Pointing fingers at an otherwise stellar show only goes so far, however. More interesting is how it laid bare new ways of understanding the language of comics as it developed in Degas’ time, and how its fresh perspective on his art, when seen from a comics standpoint, illuminate further the epistemological insights of his art.
As the show emphasized with a stunning display of pastels hung in the penultimate room, Degas was ever an artist in the grand tradition of the renaissance, fastening raw human experience in color, his dancers timelessly moving to the tune of history. The paragons are clear: Raphael, Titian, and Veronese, through Watteau and even Goya, all found in Degas a modern interpreter.
This, in part, is due to his investment in contemporary media and form—his boundary-challenging work in photography is but one example of this, while the exhibition suggested other parallels, one of which — a short fumetto in which Degas acted out a vaudeville skit with a couple of friends — touch directly upon the language of comics.
Years earlier, in his attentive depictions of stage performances, he touched initially upon sequentiality as a means of depicting movement, and more fundamentally conveying subjective experience. Not only is his Ballet Scene from Meyerbeer’s Opera “Robert le diable” of 1876 (see above) framed to suggest his particular point of view from the front stalls, it depicts in a brushy swathe the sensation dancing movement across the stage. Simultaneously a snapshot depiction of the large, costumed ensemble on stage and a suggestion of movement from back to front and left to right, it proposes a dynamic and novel solution to the centuries-old problem of conveying the passage of time in a single image. This strategy of employing individual figures to suggest a general pattern of movement was later employed to great effect in single panels of comics, most famously by Hergé in several of the Tintin books.

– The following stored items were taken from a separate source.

//! Request DTOs for API endpoints
//!
//! All request DTOs implement `Deserialize` and `Validate`. Field-level rules
//! here only bound sizes; domain rules (trimming, positive amounts, method
//! normalization) are enforced by the value objects in the services.

use rust_decimal::Decimal;
use serde::Deserialize;
use validator::Validate;

// ============================================================================
// Identity Requests
// ============================================================================

/// User registration request
#[derive(Debug, Clone, Deserialize, Validate)]
pub struct RegisterRequest {
    #[validate(length(min = 1, max = 64, message = "Username must be 1-64 characters"))]
    pub username: String,

    #[validate(length(min = 1, max = 1024, message = "Password must be 1-1024 characters"))]
    pub password: String,
}

/// User login request
#[derive(Debug, Clone, Deserialize, Validate)]
pub struct LoginRequest {
    #[validate(length(min = 1, max = 64, message = "Username must be 1-64 characters"))]
    pub username: String,

    #[validate(length(min = 1, max = 1024, message = "Password must be 1-1024 characters"))]
    pub password: String,
}

// ============================================================================
// Ledger Requests
// ============================================================================

/// User-initiated recharge request
#[derive(Debug, Clone, Deserialize, Validate)]
pub struct RechargeRequest {
    #[validate(length(min = 1, max = 32, message = "Method must be 1-32 characters"))]
    pub method: String,

    pub amount: Decimal,
}

/// Privileged credit, authorized by the admin secret
#[derive(Debug, Clone, Deserialize, Validate)]
pub struct CreditRequest {
    #[validate(length(min = 1, max = 64, message = "Username must be 1-64 characters"))]
    pub username: String,

    pub amount: Decimal,

    /// Payment channel, `YAPE` when omitted
    #[validate(length(max = 32, message = "Method must be at most 32 characters"))]
    pub method: Option<String>,

    /// Approving actor, `admin` when omitted
    #[validate(length(max = 64, message = "Admin must be at most 64 characters"))]
    pub admin: Option<String>,
}

/// Transaction history query
#[derive(Debug, Clone, Default, Deserialize)]
pub struct HistoryQuery {
    pub limit: Option<i64>,
}

// ============================================================================
// Bot Requests
// ============================================================================

/// Bind a chat to a registered user
#[derive(Debug, Clone, Deserialize, Validate)]
pub struct LinkChatRequest {
    #[validate(length(min = 1, max = 64, message = "Username must be 1-64 characters"))]
    pub username: String,

    pub chat_id: i64,
}

/// Record the method/amount a chat declared
#[derive(Debug, Clone, Deserialize, Validate)]
pub struct PendingIntentRequest {
    pub chat_id: i64,

    #[validate(length(max = 32, message = "Method must be at most 32 characters"))]
    pub method: Option<String>,

    pub amount: Decimal,
}

/// Report a receipt for the chat's pending intent
#[derive(Debug, Clone, Deserialize, Validate)]
pub struct ProofRequest {
    pub chat_id: i64,

    #[validate(length(min = 1, max = 256, message = "File id must be 1-256 characters"))]
    pub file_id: String,
}
//! Domain error types

mod domain_error;

pub use domain_error::DomainError;
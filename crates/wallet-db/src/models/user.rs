//! User database model

use chrono::{DateTime, Utc};
use rust_decimal::Decimal;
use sqlx::FromRow;

/// Database model for the users table, password hash excluded
#[derive(Debug, Clone, FromRow)]
pub struct UserModel {
    pub username: String,
    pub balance: Decimal,
    pub chat_id: Option<i64>,
    pub created_at: DateTime<Utc>,
}
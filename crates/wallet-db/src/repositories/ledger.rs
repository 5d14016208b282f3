//! PostgreSQL implementation of LedgerRepository
//!
//! Every balance change happens inside a transaction that also appends the
//! matching `credited` row, so the two commit or roll back together.

use async_trait::async_trait;
use rust_decimal::Decimal;
use sqlx::PgPool;
use tracing::instrument;

use wallet_core::entities::{
    CreditReceipt, NewTransaction, Reconciliation, Transaction, TransactionStatus,
};
use wallet_core::traits::{LedgerRepository, RepoResult};
use wallet_core::value_objects::{Amount, PaymentMethod};

use crate::models::{ReconciliationModel, TransactionModel};

use super::error::{map_db_error, map_ledger_write_error, user_not_found};

const INSERT_TRANSACTION: &str = r"
    INSERT INTO transactions (username, amount, method, status, proof_file_id, admin)
    VALUES ($1, $2, $3, $4, $5, $6)
    RETURNING id, username, amount, method, status, proof_file_id, admin, created_at
";

/// PostgreSQL implementation of LedgerRepository
#[derive(Clone)]
pub struct PgLedgerRepository {
    pool: PgPool,
}

impl PgLedgerRepository {
    /// Create a new PgLedgerRepository
    pub fn new(pool: PgPool) -> Self {
        Self { pool }
    }
}

#[async_trait]
impl LedgerRepository for PgLedgerRepository {
    #[instrument(skip(self, amount, method), fields(amount = %amount, method = %method))]
    async fn credit(
        &self,
        username: &str,
        amount: Amount,
        method: &PaymentMethod,
        authorizer: &str,
    ) -> RepoResult<CreditReceipt> {
        let mut tx = self.pool.begin().await.map_err(map_db_error)?;

        // Single statement increment; the row lock it takes serializes
        // concurrent credits to the same user
        let new_balance = sqlx::query_scalar::<_, Decimal>(
            r"
            UPDATE users SET balance = balance + $2
            WHERE username = $1
            RETURNING balance
            ",
        )
        .bind(username)
        .bind(amount.value())
        .fetch_optional(&mut *tx)
        .await
        .map_err(map_ledger_write_error)?
        .ok_or_else(|| user_not_found(username))?;

        let row = sqlx::query_as::<_, TransactionModel>(INSERT_TRANSACTION)
            .bind(username)
            .bind(amount.value())
            .bind(method.as_str())
            .bind(TransactionStatus::Credited.as_str())
            .bind(None::<String>)
            .bind(authorizer)
            .fetch_one(&mut *tx)
            .await
            .map_err(map_ledger_write_error)?;

        tx.commit().await.map_err(map_db_error)?;

        Ok(CreditReceipt {
            new_balance,
            transaction: Transaction::try_from(row)?,
        })
    }

    #[instrument(skip(self))]
    async fn balance(&self, username: &str) -> RepoResult<Option<Decimal>> {
        sqlx::query_scalar::<_, Decimal>(
            r"
            SELECT balance FROM users WHERE username = $1
            ",
        )
        .bind(username)
        .fetch_optional(&self.pool)
        .await
        .map_err(map_db_error)
    }

    #[instrument(skip(self, transaction), fields(username = %transaction.username, status = %transaction.status))]
    async fn append_request(&self, transaction: &NewTransaction) -> RepoResult<Transaction> {
        let row = sqlx::query_as::<_, TransactionModel>(INSERT_TRANSACTION)
            .bind(&transaction.username)
            .bind(transaction.amount.value())
            .bind(transaction.method.as_str())
            .bind(transaction.status.as_str())
            .bind(&transaction.proof_file_id)
            .bind(&transaction.admin)
            .fetch_one(&self.pool)
            .await
            .map_err(map_ledger_write_error)?;

        Transaction::try_from(row)
    }

    #[instrument(skip(self))]
    async fn find_by_username(&self, username: &str, limit: i64) -> RepoResult<Vec<Transaction>> {
        let rows = sqlx::query_as::<_, TransactionModel>(
            r"
            SELECT id, username, amount, method, status, proof_file_id, admin, created_at
            FROM transactions
            WHERE username = $1
            ORDER BY id DESC
            LIMIT $2
            ",
        )
        .bind(username)
        .bind(limit)
        .fetch_all(&self.pool)
        .await
        .map_err(map_db_error)?;

        rows.into_iter().map(Transaction::try_from).collect()
    }

    #[instrument(skip(self))]
    async fn reconcile(&self, username: &str) -> RepoResult<Option<Reconciliation>> {
        let result = sqlx::query_as::<_, ReconciliationModel>(
            r"
            SELECT u.username,
                   u.balance,
                   COALESCE(SUM(t.amount) FILTER (WHERE t.status IN ('credited', 'aprobado')), 0)
                       AS credited_total,
                   COUNT(t.id) FILTER (WHERE t.status IN ('credited', 'aprobado'))
                       AS credited_count
            FROM users u
            LEFT JOIN transactions t ON t.username = u.username
            WHERE u.username = $1
            GROUP BY u.username, u.balance
            ",
        )
        .bind(username)
        .fetch_optional(&self.pool)
        .await
        .map_err(map_db_error)?;

        Ok(result.map(Reconciliation::from))
    }
}
//! User model -> entity mapper

use wallet_core::entities::User;

use crate::models::UserModel;

impl From<UserModel> for User {
    fn from(model: UserModel) -> Self {
        User {
            username: model.username,
            balance: model.balance,
            chat_id: model.chat_id,
            created_at: model.created_at,
        }
    }
}
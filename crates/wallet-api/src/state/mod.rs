//! Application state
//!
//! Holds the shared state for the Axum application: the service context,
//! configuration, the admin secret and a readiness probe for the backing
//! stores.

use std::sync::Arc;

use async_trait::async_trait;
use wallet_cache::SharedRedisPool;
use wallet_common::{AdminSecret, AppConfig, SessionIssuer};
use wallet_db::PgPool;
use wallet_service::ServiceContext;

/// Reports whether the backing stores answer
#[async_trait]
pub trait ReadinessProbe: Send + Sync {
    async fn database(&self) -> bool;
    async fn redis(&self) -> bool;
}

/// Probe over the live PostgreSQL and Redis pools
pub struct BackendProbe {
    pool: PgPool,
    redis: SharedRedisPool,
}

impl BackendProbe {
    pub fn new(pool: PgPool, redis: SharedRedisPool) -> Self {
        Self { pool, redis }
    }
}

#[async_trait]
impl ReadinessProbe for BackendProbe {
    async fn database(&self) -> bool {
        self.pool.acquire().await.is_ok()
    }

    async fn redis(&self) -> bool {
        self.redis.health_check().await.is_ok()
    }
}

/// Application state shared across all handlers
#[derive(Clone)]
pub struct AppState {
    /// Service context containing all dependencies
    service_context: Arc<ServiceContext>,
    /// Application configuration
    config: Arc<AppConfig>,
    admin_secret: AdminSecret,
    probe: Arc<dyn ReadinessProbe>,
}

impl AppState {
    /// Create a new AppState
    pub fn new(
        service_context: ServiceContext,
        config: AppConfig,
        probe: Arc<dyn ReadinessProbe>,
    ) -> Self {
        let admin_secret = AdminSecret::new(config.admin.secret.clone());
        Self {
            service_context: Arc::new(service_context),
            config: Arc::new(config),
            admin_secret,
            probe,
        }
    }

    /// Get the service context
    pub fn service_context(&self) -> &ServiceContext {
        &self.service_context
    }

    /// Get the application configuration
    pub fn config(&self) -> &AppConfig {
        &self.config
    }

    /// Get the session issuer from the service context
    pub fn session_issuer(&self) -> &SessionIssuer {
        self.service_context.session_issuer()
    }

    /// Secret expected in `X-Secret-Key`
    pub fn admin_secret(&self) -> &AdminSecret {
        &self.admin_secret
    }

    pub fn probe(&self) -> &dyn ReadinessProbe {
        self.probe.as_ref()
    }
}

impl std::fmt::Debug for AppState {
    fn fmt(&self, f: &mut std::fmt::Formatter<'_>) -> std::fmt::Result {
        f.debug_struct("AppState")
            .field("service_context", &"ServiceContext")
            .field("config", &"AppConfig")
            .finish_non_exhaustive()
    }
}
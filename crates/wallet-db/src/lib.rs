//! # wallet-db
//!
//! PostgreSQL implementations of the `wallet-core` repository traits via SQLx.
//!
//! ## Overview
//!
//! - Connection pool management and startup migrations
//! - Row models with SQLx `FromRow` derives, mapped into domain entities
//! - `PgUserRepository` for identities and chat bindings
//! - `PgLedgerRepository` for balances and the transaction trail
//!
//! ## Usage
//!
//! ```rust,ignore
//! use wallet_db::{create_pool, run_migrations, DatabaseConfig, PgLedgerRepository};
//!
//! async fn example(config: &wallet_common::AppConfig) -> Result<(), Box<dyn std::error::Error>> {
//!     let db_config = DatabaseConfig::from(&config.database);
//!     let pool = create_pool(&db_config).await?;
//!     run_migrations(&pool, &db_config.migrations_dir).await?;
//!     let ledger = PgLedgerRepository::new(pool);
//!     Ok(())
//! }
//! ```

pub mod mappers;
pub mod models;
pub mod pool;
pub mod repositories;

// Re-export commonly used types
pub use pool::{create_pool, run_migrations, DatabaseConfig, PgPool};
pub use repositories::{PgLedgerRepository, PgUserRepository};
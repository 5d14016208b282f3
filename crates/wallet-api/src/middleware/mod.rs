//! Middleware stack for the API server
//!
//! Provides logging, request ID generation, CORS, timeouts and rate limiting.

use std::sync::Arc;
use std::time::Duration;

use axum::{
    body::Body,
    http::{header, HeaderValue, Method, Request, StatusCode},
    Router,
};
use tower_governor::{
    governor::GovernorConfigBuilder, key_extractor::GlobalKeyExtractor, GovernorLayer,
};
use tower_http::{
    cors::{AllowOrigin, Any, CorsLayer},
    request_id::{MakeRequestUuid, PropagateRequestIdLayer, SetRequestIdLayer},
    timeout::TimeoutLayer,
    trace::{DefaultOnRequest, DefaultOnResponse, TraceLayer},
};
use tracing::Level;
use wallet_common::{CorsConfig, RateLimitConfig};

use crate::extractors::ADMIN_SECRET_HEADER;
use crate::state::AppState;

/// Header name for request ID
pub const REQUEST_ID_HEADER: &str = "x-request-id";

/// Per-request deadline; exceeding it answers 503
pub const REQUEST_TIMEOUT: Duration = Duration::from_secs(30);

/// Apply the global rate limit
///
/// The limit is global (not per-IP). A configuration the governor rejects
/// leaves the router unlimited and logs why.
pub fn apply_rate_limit(router: Router<AppState>, config: &RateLimitConfig) -> Router<AppState> {
    // One token every 1000/rps ms
    let replenish_ms = (1000 / u64::from(config.requests_per_second.max(1))).max(1);

    let Some(governor_conf) = GovernorConfigBuilder::default()
        .per_millisecond(replenish_ms)
        .burst_size(config.burst)
        .key_extractor(GlobalKeyExtractor)
        .finish()
    else {
        tracing::warn!(
            requests_per_second = config.requests_per_second,
            burst = config.burst,
            "Invalid rate limit configuration, rate limiting disabled"
        );
        return router;
    };

    router.layer(GovernorLayer {
        config: Arc::new(governor_conf),
    })
}

/// Apply the request id, tracing, timeout and CORS layers
///
/// Layers run outermost-last, so requests see: request id, trace, timeout,
/// CORS, handler.
pub fn apply_middleware(
    router: Router<AppState>,
    cors_config: &CorsConfig,
    is_production: bool,
) -> Router<AppState> {
    router
        .layer(create_cors_layer(cors_config, is_production))
        .layer(TimeoutLayer::with_status_code(
            StatusCode::SERVICE_UNAVAILABLE,
            REQUEST_TIMEOUT,
        ))
        .layer(
            TraceLayer::new_for_http()
                .make_span_with(|request: &Request<Body>| {
                    let request_id = request
                        .headers()
                        .get(REQUEST_ID_HEADER)
                        .and_then(|v| v.to_str().ok())
                        .unwrap_or("unknown");

                    tracing::info_span!(
                        "http_request",
                        method = %request.method(),
                        uri = %request.uri(),
                        request_id = %request_id,
                    )
                })
                .on_request(DefaultOnRequest::new().level(Level::INFO))
                .on_response(DefaultOnResponse::new().level(Level::INFO)),
        )
        .layer(PropagateRequestIdLayer::new(header::HeaderName::from_static(
            REQUEST_ID_HEADER,
        )))
        .layer(SetRequestIdLayer::new(
            header::HeaderName::from_static(REQUEST_ID_HEADER),
            MakeRequestUuid,
        ))
}

/// Create CORS layer from configuration
fn create_cors_layer(config: &CorsConfig, is_production: bool) -> CorsLayer {
    let base_layer = CorsLayer::new()
        .allow_methods([Method::GET, Method::POST, Method::OPTIONS])
        .allow_headers([
            header::AUTHORIZATION,
            header::CONTENT_TYPE,
            header::ACCEPT,
            header::HeaderName::from_static(REQUEST_ID_HEADER),
            header::HeaderName::from_static(ADMIN_SECRET_HEADER),
        ])
        .expose_headers([header::HeaderName::from_static(REQUEST_ID_HEADER)]);

    // Production only ever allows configured origins
    if is_production || !config.allowed_origins.is_empty() {
        if config.allowed_origins.is_empty() {
            tracing::warn!(
                "CORS: No allowed origins configured in production mode. \
                 Requests from browsers will be blocked."
            );
            base_layer.allow_origin(AllowOrigin::list(Vec::<HeaderValue>::new()))
        } else {
            let origins: Vec<HeaderValue> = config
                .allowed_origins
                .iter()
                .filter_map(|origin| {
                    origin.parse::<HeaderValue>().ok().or_else(|| {
                        tracing::warn!("Invalid CORS origin: {}", origin);
                        None
                    })
                })
                .collect();

            tracing::info!("CORS: Allowing {} configured origins", origins.len());
            base_layer.allow_origin(AllowOrigin::list(origins))
        }
    } else {
        tracing::warn!(
            "CORS: Allowing any origin (development mode). \
             Configure CORS_ALLOWED_ORIGINS for production."
        );
        base_layer.allow_origin(Any)
    }
}
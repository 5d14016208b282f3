//! User entity - identity plus balance aggregate

use chrono::{DateTime, Utc};
use rust_decimal::Decimal;

use crate::value_objects::Username;

/// A registered account holding a balance
#[derive(Debug, Clone, PartialEq, Eq)]
pub struct User {
    pub username: String,
    pub balance: Decimal,
    /// External chat the user receives notifications on, set at most once
    pub chat_id: Option<i64>,
    pub created_at: DateTime<Utc>,
}

impl User {
    /// Create a freshly registered user with a zero balance
    pub fn new(username: Username) -> Self {
        Self {
            username: username.into_inner(),
            balance: Decimal::ZERO,
            chat_id: None,
            created_at: Utc::now(),
        }
    }

    /// Check if the user has bound an external chat
    #[inline]
    pub fn has_chat_binding(&self) -> bool {
        self.chat_id.is_some()
    }
}

/// Outcome of binding a chat to a user
#[derive(Debug, Clone, Copy, PartialEq, Eq)]
pub enum ChatBinding {
    /// The chat was bound by this call
    Bound(i64),
    /// The user already had a binding; it was left unchanged
    AlreadyBound(i64),
}

impl ChatBinding {
    /// The chat id the user is bound to after the call
    pub fn chat_id(&self) -> i64 {
        match self {
            Self::Bound(id) | Self::AlreadyBound(id) => *id,
        }
    }

    pub fn is_new(&self) -> bool {
        matches!(self, Self::Bound(_))
    }
}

It would seem that such innovations developed from the old problem of how to represent the passage of time with one image. This has been essential to narrative picture-making since antiquity, but reached new levels of sophistication in the high renaissance when the single image became increasingly divorced from the narrative series of medieval and early renaissance art. How to suggest the before and after? How to pose a figure to indicate previous or future action? Acutely aware of this tradition, Degas crucially achieved a synthesis of this knowledge with the aesthetic of photography. His figures are often posed in ways only the mechanical eye of the camera could otherwise see, but are simultaneously tweaked to achieve the illusion of movement that is mostly absent from snapshot photography.
Left: preparation for an Inside Pirouette, c. 1880-1885,
charcoal and black crayon on paper, 336 x 227 mm., Belgrade, National Museum;
Right: Dancer (Préparation en dedans), c. 1880-85,
charcoal with stumping on butt paper, 336 x 227 mm., Trinity House
This is evident from his astonishing on-the-spot sketches of ballerinas practicing from the 1880s. Drawn in something approaching real-time, the artist’s hand following the motion of his model, these sketches are fundamentally different from the sequential, or chronophotographical experiments of Marey and Muybridge along with which they were displayed in the exhibition. Although their ambitions are similar, the photographers achieve the illusion of movement through juxtaposition of individual photos frozen in time, whereas Degas’ knowledge of temporal illusion conveys an almost bodily sensation of the movement suggested.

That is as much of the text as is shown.